Tissue harmonic imaging [THI] is said to be superior to conventional US in the examination of patients suspected of having rotator cuff tears as joint and tendon surfaces are better seen with use of THI as compared to conventional US (28).
MRI was used as a reference standard which itself is not 100% accurate in detection of rotator cuff pathology. True pathology of rotator cuff was not known as follow-up of all the patients was not available. This could have lead to overestimation or underestimation of accuracy of USG in detection of rotator cuff pathology. Another limitation in our study, symptomatic patients with painful shoulder, who were referred for shoulder MRI were included. The subjects had higher probability for rotator and non rotator cuff pathology and were not fully representative of general patients with shoulder pain. This could have lead to selection bias which caused an increase in positive predictive value and decrease in negative predictive value of USG. Also USG had limited role in evaluation of non rotator cuff related pathologies like bursal effusion, labral tears and ACJ arthropathy in our study.

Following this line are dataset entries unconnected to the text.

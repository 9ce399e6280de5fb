use async_trait::async_trait;
use smart_doorbell::adapters::{Journalctl, Systemctl};
use smart_doorbell::core::{CommandOutcome, CommandRunner, HostResolver};
use smart_doorbell::{DoorbellConfig, RestartTrigger, StatusReporter};
use std::collections::HashMap;
use std::sync::{Arc, Mutex};
use std::time::{Duration, Instant};

/// 依指令回傳預設結果，並記錄呼叫順序與時間
#[derive(Clone, Default)]
struct ScriptedRunner {
    responses: Arc<HashMap<String, (i32, String, String)>>,
    calls: Arc<Mutex<Vec<(String, Instant)>>>,
}

impl ScriptedRunner {
    fn new(responses: &[(&str, i32, &str, &str)]) -> Self {
        let responses = responses
            .iter()
            .map(|(cmd, code, out, err)| (cmd.to_string(), (*code, out.to_string(), err.to_string())))
            .collect();
        Self {
            responses: Arc::new(responses),
            calls: Arc::default(),
        }
    }

    fn commands(&self) -> Vec<String> {
        self.calls.lock().unwrap().iter().map(|(c, _)| c.clone()).collect()
    }
}

#[async_trait]
impl CommandRunner for ScriptedRunner {
    async fn run(&self, program: &str, args: &[String]) -> CommandOutcome {
        let command = std::iter::once(program.to_string())
            .chain(args.iter().cloned())
            .collect::<Vec<_>>()
            .join(" ");
        self.calls.lock().unwrap().push((command.clone(), Instant::now()));

        match self.responses.get(&command) {
            Some((exit_code, stdout, stderr)) => CommandOutcome {
                command,
                exit_code: *exit_code,
                stdout: stdout.clone(),
                stderr: stderr.clone(),
            },
            None => CommandOutcome {
                command: command.clone(),
                exit_code: 127,
                stdout: String::new(),
                stderr: format!("{}: command not found\n", program),
            },
        }
    }
}

struct FixedHost(&'static str);

impl HostResolver for FixedHost {
    fn host_name(&self) -> String {
        self.0.to_string()
    }
}

fn reporter(runner: &ScriptedRunner) -> StatusReporter<Systemctl<ScriptedRunner>, Journalctl<ScriptedRunner>, FixedHost> {
    StatusReporter::new(
        Systemctl::new(runner.clone(), true),
        Journalctl::new(runner.clone()),
        FixedHost("raspberry-doorbell"),
        &DoorbellConfig::default(),
    )
}

#[tokio::test]
async fn test_status_report_prints_everything_verbatim() {
    let runner = ScriptedRunner::new(&[
        (
            "systemctl status doorbell --no-pager",
            0,
            "● doorbell.service - Smart Video Doorbell\n   Active: active (running)\n",
            "",
        ),
        (
            "systemctl status mediamtx --no-pager",
            0,
            "● mediamtx.service - MediaMTX\n   Active: active (running)\n",
            "",
        ),
        (
            "journalctl -u doorbell -n 20 --no-pager",
            0,
            "Oct 18 10:00:00 raspberry-doorbell doorbell[42]: Doorbell service is running\n",
            "",
        ),
    ]);

    let mut out: Vec<u8> = Vec::new();
    let mut err: Vec<u8> = Vec::new();
    let exit_code = reporter(&runner).run(&mut out, &mut err).await;
    let text = String::from_utf8(out).unwrap();

    assert_eq!(exit_code, 0);
    assert!(err.is_empty());
    assert!(text.contains("   Active: active (running)\n"));
    assert!(text.contains("● mediamtx.service - MediaMTX\n"));
    assert!(text.contains("doorbell[42]: Doorbell service is running\n"));
    assert!(text.contains("ffplay rtsp://raspberry-doorbell:8554/doorbell"));

    // doorbell 的輸出在 mediamtx 之前，日誌最後
    let doorbell_at = text.find("doorbell.service").unwrap();
    let mediamtx_at = text.find("mediamtx.service").unwrap();
    let logs_at = text.find("doorbell[42]").unwrap();
    assert!(doorbell_at < mediamtx_at && mediamtx_at < logs_at);
}

#[tokio::test]
async fn test_status_report_queries_each_service_once_regardless_of_failures() {
    // 全部失敗也要三個查詢都跑完
    let runner = ScriptedRunner::new(&[
        ("systemctl status doorbell --no-pager", 3, "   Active: failed\n", ""),
        (
            "journalctl -u doorbell -n 20 --no-pager",
            1,
            "",
            "Failed to open journal: Permission denied\n",
        ),
    ]);

    let mut out: Vec<u8> = Vec::new();
    let mut err: Vec<u8> = Vec::new();
    let exit_code = reporter(&runner).run(&mut out, &mut err).await;

    assert_eq!(
        runner.commands(),
        vec![
            "systemctl status doorbell --no-pager",
            "systemctl status mediamtx --no-pager",
            "journalctl -u doorbell -n 20 --no-pager",
        ]
    );

    // 退出碼只反映最後一個查詢
    assert_eq!(exit_code, 1);

    let err_text = String::from_utf8(err).unwrap();
    assert!(err_text.contains("systemctl: command not found"));
    assert!(err_text.contains("Permission denied"));
    assert!(String::from_utf8(out).unwrap().contains("ffplay rtsp://"));
}

#[tokio::test]
async fn test_status_report_uses_configured_units() {
    let mut config = DoorbellConfig::default();
    config.ops.service_unit = "doorbell-dev".to_string();
    config.ops.log_lines = 50;
    config.rtsp.stream_name = "front".to_string();

    let runner = ScriptedRunner::new(&[]);
    let reporter = StatusReporter::new(
        Systemctl::new(runner.clone(), true),
        Journalctl::new(runner.clone()),
        FixedHost("porch"),
        &config,
    );

    let mut out: Vec<u8> = Vec::new();
    let exit_code = reporter.run(&mut out, &mut std::io::sink()).await;

    assert_eq!(exit_code, 127);
    assert_eq!(runner.commands()[0], "systemctl status doorbell-dev --no-pager");
    assert_eq!(runner.commands()[2], "journalctl -u doorbell-dev -n 50 --no-pager");
    assert_eq!(reporter.stream_test_command(), "ffplay rtsp://porch:8554/front");
}

#[tokio::test]
async fn test_restart_then_status_after_delay() {
    let runner = ScriptedRunner::new(&[
        ("sudo systemctl restart doorbell", 0, "", ""),
        (
            "systemctl status doorbell --no-pager",
            0,
            "   Active: active (running) since Sat 2026-10-18 10:00:00 UTC; 2s ago\n",
            "",
        ),
    ]);

    let delay = Duration::from_millis(150);
    let trigger = RestartTrigger::new(Systemctl::new(runner.clone(), true), &DoorbellConfig::default())
        .with_settle_delay(delay);

    let mut out: Vec<u8> = Vec::new();
    let exit_code = trigger.run(&mut out, &mut std::io::sink()).await;

    assert_eq!(exit_code, 0);
    assert!(String::from_utf8(out).unwrap().contains("Active: active (running)"));

    let calls = runner.calls.lock().unwrap().clone();
    assert_eq!(calls.len(), 2);
    assert_eq!(calls[0].0, "sudo systemctl restart doorbell");
    assert_eq!(calls[1].0, "systemctl status doorbell --no-pager");
    assert!(calls[1].1.duration_since(calls[0].1) >= delay);
}

#[tokio::test]
async fn test_failed_restart_still_reports_status() {
    let runner = ScriptedRunner::new(&[
        (
            "sudo systemctl restart doorbell",
            1,
            "",
            "sudo: a password is required\n",
        ),
        ("systemctl status doorbell --no-pager", 3, "   Active: inactive (dead)\n", ""),
    ]);

    let trigger = RestartTrigger::new(Systemctl::new(runner.clone(), true), &DoorbellConfig::default())
        .with_settle_delay(Duration::from_millis(10));

    let mut out: Vec<u8> = Vec::new();
    let mut err: Vec<u8> = Vec::new();
    let exit_code = trigger.run(&mut out, &mut err).await;

    assert_eq!(runner.commands().len(), 2);
    assert_eq!(exit_code, 3);
    assert!(String::from_utf8(err).unwrap().contains("a password is required"));
    assert!(String::from_utf8(out).unwrap().contains("inactive (dead)"));
}

struct ClosedPipe;

impl std::io::Write for ClosedPipe {
    fn write(&mut self, _buf: &[u8]) -> std::io::Result<usize> {
        Err(std::io::ErrorKind::BrokenPipe.into())
    }

    fn flush(&mut self) -> std::io::Result<()> {
        Err(std::io::ErrorKind::BrokenPipe.into())
    }
}

#[tokio::test]
async fn test_restart_runs_even_when_output_is_closed() {
    let runner = ScriptedRunner::new(&[
        ("sudo systemctl restart doorbell", 0, "", ""),
        ("systemctl status doorbell --no-pager", 0, "   Active: active (running)\n", ""),
    ]);

    let trigger = RestartTrigger::new(Systemctl::new(runner.clone(), true), &DoorbellConfig::default())
        .with_settle_delay(Duration::from_millis(10));

    let exit_code = trigger.run(&mut ClosedPipe, &mut ClosedPipe).await;

    assert_eq!(exit_code, 0);
    assert_eq!(
        runner.commands(),
        vec!["sudo systemctl restart doorbell", "systemctl status doorbell --no-pager"]
    );
}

In our study we concluded that USG can be used as an initial line of investigation for evaluation of all patients with painful shoulder who are clinically suspected to have rotator cuff disorders. Rotator cuff pathologies proved to be the most common cause of shoulder pain and USG showed comparable results to MRI in detection of rotator cuff pathology. Thus, it can be clearly used as a cost effective first line investigation modality in assessment of shoulder pain. Dynamic examination and ability to compare findings with contralateral shoulder were added advantages. It is proved to have high sensitivity and specificity for full thickness tears with relatively less sensitivity and specificity in detection of partial thickness tear.
MRI proved to be superior in estimation of assessment of correct site and extent of tear. It is also proved to be superior in detection of non-rotator cuff related pathologies like subacromial-subdeltoid effusion, subcoracoid effusion, ACJ arthropathies.